Of my own making were other memorable childhood birds. Somehow I developed an obsession with marionettes—that’s right, puppets with strings – not only looking at them, but making them. No one really knows why. But my first “show,” with a bunch of lumpy sawdust-and-flour paste birds (and a handful of my third-grade pals), was a dramatization of a Flemish legend: “How the Finch Got Her Colors.” A Great Gray Bird doles out the colors of the rainbow for the first time to a bunch of bossy likewise-gray birds each demanding, “Me first!” (green for the parrot, yellow for the canary, you get the idea,) but the lowly patient finch was last in line and there were no colors left. The Great Gray Bird called all of the others back to give a bit of their color to the finch: “Then lo and behold! Thus it came about that the most beautiful bird of the air was the little wee finch who waited her turn.” A Cinderella tale if ever there was one. I loved it.

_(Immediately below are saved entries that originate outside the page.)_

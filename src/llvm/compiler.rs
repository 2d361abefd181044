// This module drives one lowering call. lower() legalizes the input graph with the
// target's legalization rules, creates a fresh bumpalo arena and LoweringSession, runs
// pass 1 (accumulator planning plus the target prepass) to completion, and then walks
// the legalized graph once in order (pass 2). Declarations become parameters or shared
// storage, constants and same-representation casts become aliases of existing names,
// and every other node is named and handed to the first selection rule that accepts it.
// A node no rule accepts aborts the call with UnsupportedLowering; no partial output is
// ever returned. Every Range is followed by the phis of the accumulators it carries. The
// session's finish() assembles the program text and the arena is dropped on return.

//! Lowering entry point.

use bumpalo::Bump;
use log::{debug, trace};

use crate::core::error::{CompileError, CompileResult};
use crate::core::node::{Arg, Graph, NodeId, Op};
use crate::core::session::{LoweringSession, SessionStats};
use crate::core::target::Target;

use super::control::{accumulator_phis, plan_accumulators, AccumulatorPlan};
use super::legalize::legalize;
use super::rules::Renderer;
use super::types::{lconst, ldt};

/// Program text plus what was emitted.
#[derive(Debug, Clone, PartialEq)]
pub struct Lowered {
    pub text: String,
    pub stats: SessionStats,
}

/// Lower `graph` for `target` into program text.
pub fn lower(graph: &Graph, target: &Target) -> CompileResult<String> {
    lower_with_stats(graph, target).map(|l| l.text)
}

pub fn lower_with_stats(graph: &Graph, target: &Target) -> CompileResult<Lowered> {
    let legal = legalize(graph, &target.legalize)?;
    debug!("lowering {} nodes ({} after legalization) for {}", graph.len(), legal.len(), target);

    let arena = Bump::new();
    let mut session = LoweringSession::new(&arena);
    let plan = plan_accumulators(&legal, &mut session, target.prepass)?;
    session.stats_mut().accumulators = plan.len();
    emit(&legal, target, &plan, &mut session)?;

    let stats = session.stats();
    debug!("@{}: {}", session.function_name(), stats);
    Ok(Lowered { text: session.finish(target.abi), stats })
}

/// Pass 2.
fn emit(graph: &Graph, target: &Target, plan: &AccumulatorPlan, session: &mut LoweringSession<'_>) -> CompileResult<()> {
    for (id, node) in graph.iter() {
        session.stats_mut().nodes_lowered += 1;
        match node.op {
            Op::Name => match &node.arg {
                Arg::Name(name) => session.set_function_name(name),
                _ => return Err(invalid(id, "name without a kernel name")),
            },
            Op::DefineGlobal => {
                let Arg::Index(i) = node.arg else {
                    return Err(invalid(id, "global without a buffer index"));
                };
                let name = session.bind(id, &format!("%data{i}"));
                let attrs = if node.dtype.is_ptr() { " noalias align 32" } else { "" };
                session.add_param(&format!("{}{} {}", ldt(node.dtype), attrs, name));
                materialize(graph, plan, session, id, name)?;
            }
            Op::DefineVar => {
                let Arg::Var { name, .. } = &node.arg else {
                    return Err(invalid(id, "variable without a name"));
                };
                let name = session.bind(id, &format!("%{name}"));
                session.add_param(&format!("{} {}", ldt(node.dtype), name));
                materialize(graph, plan, session, id, name)?;
            }
            Op::DefineLocal => {
                if !(target.has_local && target.has_shared) {
                    return Err(unsupported(graph, id));
                }
                let (Arg::Index(i), Some(size)) = (&node.arg, node.dtype.ptr.and_then(|p| p.size)) else {
                    return Err(invalid(id, "local buffer needs an index and a size"));
                };
                let name = session.bind(id, &format!("@local_{i}"));
                session.declare_shared(&format!(
                    "{name} = internal unnamed_addr addrspace(3) global [{size} x {}] undef, align 16",
                    ldt(node.dtype.base())
                ));
                materialize(graph, plan, session, id, name)?;
            }
            // Named by pass 1.
            Op::Assign => {}
            Op::DefineAcc => {
                let Some(&init) = node.src.first() else {
                    return Err(invalid(id, "accumulator without an initial value"));
                };
                let carried = plan.accumulators().iter().any(|a| a.acc == id && !a.loops.is_empty());
                let value = if carried { session.lookup(id) } else { session.lookup(init) };
                let value = value.ok_or(CompileError::UndefinedOperand { node: id, operand: init })?;
                session.bind(id, value);
                materialize(graph, plan, session, id, value)?;
            }
            Op::Const => {
                let Arg::Const(v) = node.arg else {
                    return Err(invalid(id, "constant without a value"));
                };
                let value = session.bind(id, &lconst(v, node.dtype));
                materialize(graph, plan, session, id, value)?;
            }
            Op::Cast if ldt(node.dtype) == ldt(graph[node.src[0]].dtype) => {
                let src = node.src[0];
                let value = session.lookup(src).ok_or(CompileError::UndefinedOperand { node: id, operand: src })?;
                session.bind(id, value);
                materialize(graph, plan, session, id, value)?;
            }
            Op::Load | Op::Store if !target.supports_float4 && is_vector_access(graph, id) => {
                return Err(unsupported(graph, id));
            }
            _ => {
                let name = session.name(id);
                let text = select(graph, target, session, id)?;
                trace!("{} {} {} -> {}", id, node.op, node.dtype, name);
                session.emit(&text);
                if node.op == Op::Range {
                    session.stats_mut().loops += 1;
                    for line in accumulator_phis(graph, session, plan, id)? {
                        session.emit(&line);
                    }
                }
            }
        }
    }
    Ok(())
}

/// A node whose value is an alias still has to define the symbol an assignment
/// reserved for it.
fn materialize(
    graph: &Graph,
    plan: &AccumulatorPlan,
    session: &mut LoweringSession<'_>,
    id: NodeId,
    value: &str,
) -> CompileResult<()> {
    if !plan.is_reserved(id) {
        return Ok(());
    }
    let Some(a) = plan.accumulators().iter().find(|a| a.value == id) else {
        return Ok(());
    };
    let reserved = session.lookup(a.assign).ok_or(CompileError::UndefinedOperand { node: a.assign, operand: id })?;
    let ty = ldt(graph[id].dtype);
    session.emit(&format!("  {reserved} = select i1 true, {ty} {value}, {ty} {value}"));
    Ok(())
}

fn select(graph: &Graph, target: &Target, session: &mut LoweringSession<'_>, id: NodeId) -> CompileResult<String> {
    let mut r = Renderer::new(graph, session);
    for rule in target.select.iter() {
        if let Some(m) = rule.pattern.match_node(graph, id) {
            if let Some(text) = (rule.handler)(&mut r, &m)? {
                return Ok(text);
            }
        }
    }
    Err(unsupported(graph, id))
}

/// A load or store that moves more than one lane at once.
fn is_vector_access(graph: &Graph, id: NodeId) -> bool {
    let node = &graph[id];
    let moved = if node.op == Op::Store { node.src.get(1).map(|&v| graph[v].dtype) } else { Some(node.dtype) };
    moved.is_some_and(|d| d.count > 1)
}

fn unsupported(graph: &Graph, id: NodeId) -> CompileError {
    let node = &graph[id];
    CompileError::UnsupportedLowering {
        op: node.op,
        dtype: node.dtype,
        operands: node.src.iter().map(|&s| graph[s].dtype).collect(),
    }
}

fn invalid(node: NodeId, reason: &str) -> CompileError {
    CompileError::InvalidNode { node, reason: reason.to_string() }
}

#[cfg(test)]
mod tests {
    use super::*;
    use crate::core::dtype::DType;

    #[test]
    fn test_empty_kernel() {
        let mut g = Graph::new();
        g.name("empty").unwrap();
        let out = lower(&g, &Target::cpu()).unwrap();
        assert!(out.contains("void @empty() #0 {\n  ret void\n}\n"));
        assert!(out.ends_with("attributes #0 = { nounwind \"no-builtins\" \"no-trapping-math\"=\"true\" }\n"));
    }

    #[test]
    fn test_parameters() {
        let mut g = Graph::new();
        let out_buf = g.define_global(0, DType::F32.ptr()).unwrap();
        let n = g.define_var("n", DType::I32, 1, 128).unwrap();
        let f = g.cast(n, DType::F32).unwrap();
        let zero = g.const_int(DType::I32, 0).unwrap();
        let idx = g.index(out_buf, zero).unwrap();
        g.store(idx, f).unwrap();
        let out = lower(&g, &Target::cpu()).unwrap();
        assert!(out.contains("@test(float* noalias align 32 %data0,i32 %n) #0 {"), "{out}");
        assert!(out.contains("  %v0 = sitofp i32 %n to float\n"), "{out}");
        assert!(out.contains("  %v1 = getelementptr inbounds float, float* %data0, i32 0\n"), "{out}");
        assert!(out.contains("  store float %v0, float* %v1\n"), "{out}");
    }

    #[test]
    fn test_same_representation_cast_is_alias() {
        let mut g = Graph::new();
        let buf = g.define_global(0, DType::U32.ptr()).unwrap();
        let n = g.define_var("n", DType::I32, 0, 8).unwrap();
        let u = g.cast(n, DType::U32).unwrap();
        let zero = g.const_int(DType::I32, 0).unwrap();
        let idx = g.index(buf, zero).unwrap();
        g.store(idx, u).unwrap();
        let out = lower(&g, &Target::cpu()).unwrap();
        assert!(out.contains("  store i32 %n, i32* %v0\n"), "{out}");
    }

    #[test]
    fn test_local_buffer_needs_shared_storage() {
        let mut g = Graph::new();
        g.define_local(0, DType::F32.local_ptr(16)).unwrap();
        let err = lower(&g, &Target::cpu()).unwrap_err();
        assert!(matches!(err, CompileError::UnsupportedLowering { op: Op::DefineLocal, .. }));
    }

    #[test]
    fn test_local_buffer_needs_local_memory() {
        let mut g = Graph::new();
        g.define_local(0, DType::F32.local_ptr(16)).unwrap();
        let target = Target { has_local: false, ..Target::amdgpu("gfx1100") };
        let err = lower(&g, &target).unwrap_err();
        assert!(matches!(err, CompileError::UnsupportedLowering { op: Op::DefineLocal, .. }));
    }

    #[test]
    fn test_vector_access_needs_float4() {
        let mut g = Graph::new();
        let src = g.define_global(0, DType::F32.vec(4).ptr()).unwrap();
        let dst = g.define_global(1, DType::F32.vec(4).ptr()).unwrap();
        let zero = g.const_int(DType::I32, 0).unwrap();
        let i = g.index(src, zero).unwrap();
        let x = g.load(i).unwrap();
        let o = g.index(dst, zero).unwrap();
        g.store(o, x).unwrap();
        assert!(lower(&g, &Target::cpu()).unwrap().contains("load <4 x float>"));
        let target = Target { supports_float4: false, ..Target::cpu() };
        let err = lower(&g, &target).unwrap_err();
        assert!(matches!(err, CompileError::UnsupportedLowering { op: Op::Load, .. }), "{err}");
    }

    #[test]
    fn test_missing_rule_reports_node() {
        let mut g = Graph::new();
        let buf = g.define_global(0, DType::F32.ptr()).unwrap();
        let a = g.const_float(DType::F32, 1.0).unwrap();
        let m = g.alu(Op::Mod, a, a).unwrap();
        let zero = g.const_int(DType::I32, 0).unwrap();
        let idx = g.index(buf, zero).unwrap();
        g.store(idx, m).unwrap();
        let err = lower(&g, &Target::cpu()).unwrap_err();
        assert_eq!(err.to_string(), "failed to render mod with f32 srcs [f32, f32]");
    }

    #[test]
    fn test_constant_assignment_is_materialized() {
        let mut g = Graph::new();
        let buf = g.define_global(0, DType::F32.ptr()).unwrap();
        let zero = g.const_int(DType::I32, 0).unwrap();
        let two = g.const_int(DType::I32, 2).unwrap();
        let init = g.const_float(DType::F32, 0.0).unwrap();
        let rng = g.range(0, zero, two).unwrap();
        let acc = g.define_acc(init, &[rng]).unwrap();
        let seven = g.const_float(DType::F32, 7.0).unwrap();
        let asg = g.assign(acc, seven).unwrap();
        g.end_range(rng).unwrap();
        let idx = g.index(buf, zero).unwrap();
        g.store(idx, asg).unwrap();
        let out = lower(&g, &Target::cpu()).unwrap();
        assert!(out.contains("  %assign0 = select i1 true, float 7.0, float 7.0\n"), "{out}");
        assert!(out.contains("  store float %assign0, float* "), "{out}");
    }
}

Later, my adolescent hands stitched an owl marionette (for a marionette Nutcracker no less) with anatomically correct feather patterns in its flappable wings, and when I first moved to New York I had a stint curling feathers for Big Bird, yes, the yellow Sesame Street fellow. (Invite me to the bar at Left Bank to tell you about it sometime.) Furthermore, for years I danced in those avian-centric ballets: Swan Lake, Firebird and Two Pigeons. None of this really had anything to do with Birding with a capital B.

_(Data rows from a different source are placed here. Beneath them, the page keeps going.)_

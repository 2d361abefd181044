// This module is a small reference interpreter for the textual IR that kernelgen emits.
// Tests use it to check what a lowered program computes as well as how it reads. The
// parser turns one `define` (plus any module-level `@local_N` arrays) into blocks of
// pre-decoded instructions; the machine then runs them over byte buffers owned by the
// caller, one instruction at a time, with phi nodes resolved against the block the
// branch came from. Only the instruction subset the lowering engine produces is
// understood. Anything it cannot evaluate faithfully, such as AMX inline assembly or
// the WMMA intrinsics, is reported as unsupported instead of being approximated.

//! Reference evaluator for emitted programs.
//!
//! ```ignore
//! use kernelgen::eval::{self, Machine, Value};
//!
//! let program = eval::parse(&text)?;
//! let mut machine = Machine::new(&program);
//! let data = machine.alloc_f32(&[1.0, 2.0, 3.0, 4.0]);
//! let out = machine.alloc_f32(&[0.0]);
//! machine.run(&[data, out])?;
//! assert_eq!(machine.read_f32(&out)?, vec![10.0]);
//! ```

pub mod machine;
pub mod parser;

use std::fmt;

use thiserror::Error;

use crate::core::dtype::ScalarType;

pub use machine::Machine;
pub use parser::{parse, Block, Inst, Operand, Program, Typed};

/// Errors raised while reading or running a program.
#[derive(Error, Debug, Clone, PartialEq)]
pub enum EvalError {
    #[error("line {line}: {message}")]
    Parse { line: usize, message: String },

    #[error("read of undefined value {0}")]
    UndefinedValue(String),

    #[error("branch to unknown label %{0}")]
    UnknownLabel(String),

    #[error("phi {phi} has no incoming value for block %{block}")]
    MissingIncoming { phi: String, block: String },

    #[error("access of {size} bytes at offset {offset} is outside buffer {buffer} ({len} bytes)")]
    OutOfBounds { buffer: usize, offset: i64, size: usize, len: usize },

    #[error("division by zero")]
    DivisionByZero,

    #[error("type error: expected {expected}, got {got}")]
    TypeError { expected: String, got: String },

    #[error("unsupported: {0}")]
    Unsupported(String),

    #[error("step limit of {0} instructions exceeded")]
    StepLimit(u64),

    #[error("expected {expected} arguments, got {got}")]
    ArgumentCount { expected: usize, got: usize },
}

pub type EvalResult<T> = Result<T, EvalError>;

/// Types of the textual IR.
#[derive(Debug, Clone, PartialEq, Eq)]
pub enum Type {
    Void,
    Int(u32),
    Half,
    BFloat,
    Float,
    Double,
    Ptr(Box<Type>),
    Vector(u32, Box<Type>),
    Array(u32, Box<Type>),
}

impl Type {
    /// Storage size in bytes. `i1` occupies a byte.
    pub fn size(&self) -> usize {
        match self {
            Type::Void => 0,
            Type::Int(bits) => (*bits as usize).div_ceil(8),
            Type::Half | Type::BFloat => 2,
            Type::Float => 4,
            Type::Double => 8,
            Type::Ptr(_) => 8,
            Type::Vector(n, elem) | Type::Array(n, elem) => *n as usize * elem.size(),
        }
    }

    pub fn is_float(&self) -> bool {
        self.float_kind().is_some()
    }

    /// Scalar kind used for rounding float results to this type.
    pub(crate) fn float_kind(&self) -> Option<ScalarType> {
        match self {
            Type::Half => Some(ScalarType::F16),
            Type::BFloat => Some(ScalarType::BF16),
            Type::Float => Some(ScalarType::F32),
            Type::Double => Some(ScalarType::F64),
            _ => None,
        }
    }

    /// Element type of a vector, or the type itself.
    pub fn element(&self) -> &Type {
        match self {
            Type::Vector(_, elem) => elem,
            other => other,
        }
    }

    pub fn lanes(&self) -> Option<u32> {
        match self {
            Type::Vector(n, _) => Some(*n),
            _ => None,
        }
    }
}

impl fmt::Display for Type {
    fn fmt(&self, f: &mut fmt::Formatter<'_>) -> fmt::Result {
        match self {
            Type::Void => f.write_str("void"),
            Type::Int(bits) => write!(f, "i{bits}"),
            Type::Half => f.write_str("half"),
            Type::BFloat => f.write_str("bfloat"),
            Type::Float => f.write_str("float"),
            Type::Double => f.write_str("double"),
            Type::Ptr(base) => write!(f, "{base}*"),
            Type::Vector(n, elem) => write!(f, "<{n} x {elem}>"),
            Type::Array(n, elem) => write!(f, "[{n} x {elem}]"),
        }
    }
}

/// Address into one of the machine's buffers.
#[derive(Debug, Clone, Copy, PartialEq, Eq)]
pub struct Pointer {
    pub buffer: usize,
    pub offset: i64,
}

/// A runtime value.
#[derive(Clone, PartialEq)]
pub enum Value {
    /// Integer bits, zero-extended from the type's width.
    Int(u64),
    Float(f64),
    Ptr(Pointer),
    Vector(Vec<Value>),
    Poison,
}

impl fmt::Debug for Value {
    fn fmt(&self, f: &mut fmt::Formatter<'_>) -> fmt::Result {
        match self {
            Self::Int(n) => write!(f, "{n}"),
            Self::Float(x) => write!(f, "{x:?}"),
            Self::Ptr(p) => write!(f, "<buffer {} + {}>", p.buffer, p.offset),
            Self::Vector(lanes) => f.debug_list().entries(lanes).finish(),
            Self::Poison => f.write_str("poison"),
        }
    }
}

impl Value {
    /// Integer argument of width `bits`.
    pub fn int(bits: u32, v: i64) -> Value {
        Value::Int(mask(v as u64, bits))
    }

    pub fn as_u64(&self) -> Option<u64> {
        match self {
            Self::Int(n) => Some(*n),
            _ => None,
        }
    }

    pub fn as_f64(&self) -> Option<f64> {
        match self {
            Self::Float(x) => Some(*x),
            _ => None,
        }
    }

    pub fn as_ptr(&self) -> Option<Pointer> {
        match self {
            Self::Ptr(p) => Some(*p),
            _ => None,
        }
    }

    pub(crate) fn kind(&self) -> &'static str {
        match self {
            Self::Int(_) => "integer",
            Self::Float(_) => "float",
            Self::Ptr(_) => "pointer",
            Self::Vector(_) => "vector",
            Self::Poison => "poison",
        }
    }
}

/// Keep the low `bits` bits.
pub(crate) fn mask(v: u64, bits: u32) -> u64 {
    if bits >= 64 {
        v
    } else {
        v & ((1u64 << bits) - 1)
    }
}

/// Sign-extend the low `bits` bits.
pub(crate) fn sext(v: u64, bits: u32) -> i64 {
    if bits >= 64 || bits == 0 {
        v as i64
    } else {
        let shift = 64 - bits;
        ((v << shift) as i64) >> shift
    }
}

#[cfg(test)]
mod tests {
    use super::*;

    #[test]
    fn test_integer_widths() {
        assert_eq!(Value::int(8, -1), Value::Int(0xff));
        assert_eq!(sext(0xff, 8), -1);
        assert_eq!(sext(0x7f, 8), 127);
        assert_eq!(mask(u64::MAX, 1), 1);
        assert_eq!(Type::Int(1).size(), 1);
        assert_eq!(Type::Vector(8, Box::new(Type::Half)).size(), 16);
    }
}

The first time I visited the West Village was during the summer of 1978. I walked across the old Abingdon Square when it was a wide open European plaza with incoherent traffic patterns, before its endless decade of reconstruction. I was meeting a New Yorker actress friend taking a class at HB Studios on Bank Street. If Millie’s corgi-great-grandparents had been with me that day they could have herded me through the garden-maze of streets which, at that time, I assumed one could only decode by some prescient native osmosis. Surely, ancestors of the pigeons currently circling the square circled then. (Imagine the begats.)

A flock of Glossy Ibis were the first New York birds that turned me on to wanting to see more—flying north across the sunset, seen from the deck of an Audubon Eco-Tour Water Taxi churning up the East River toward the Brother Islands. Ibis are Dr. Seuss birds to me. They have a preposterous elongated (yet somehow still chunky) shape and that extravagant down-curved bill seems like it could only have been concocted by an errant slip of the pen. Seeing these (what I had previously assumed were only tropical) birds winging their way home for the night with the Manhattan skyline flickering behind them—well, I was hooked.

The first bird that I started “counting” in the West Village—meaning, the first entry in a journal on a Saturday evening, September 9, 2006, beginning a numbered list of birds seen “within, above or from” the West Village streets, my West Village Bird #1—was a House Finch, not even a native bird but a transported escaped species from the west coast! This lovely rosy-glow of a bird chattering amiably from a tree at the southwest corner of West 4th and West 12th streets intrigued me with its unlikely rosiness when all I had noticed before on these streets were brownish sparrows and darkly-speckled starlings. (By the way, an Evening Grosbeak has still not been added to my West Village List or to my New York List for that matter. I even hesitate to include it on my North America List because I was not yet “counting” back then in my marionette-making corgi-less childhood.)

If you have read this far, and, I hope, are not too disappointed that it wasn’t about what you thought it might be, (Millie is disappointed that it hasn’t been more about her,) I’ll throw you a sunflower seed. On the night before my college graduation, the indelible exit line after my “first time,” spoken back to me from the open door: “Don’t tell anyone about this, I expect to be President of the United States one day.” Skol!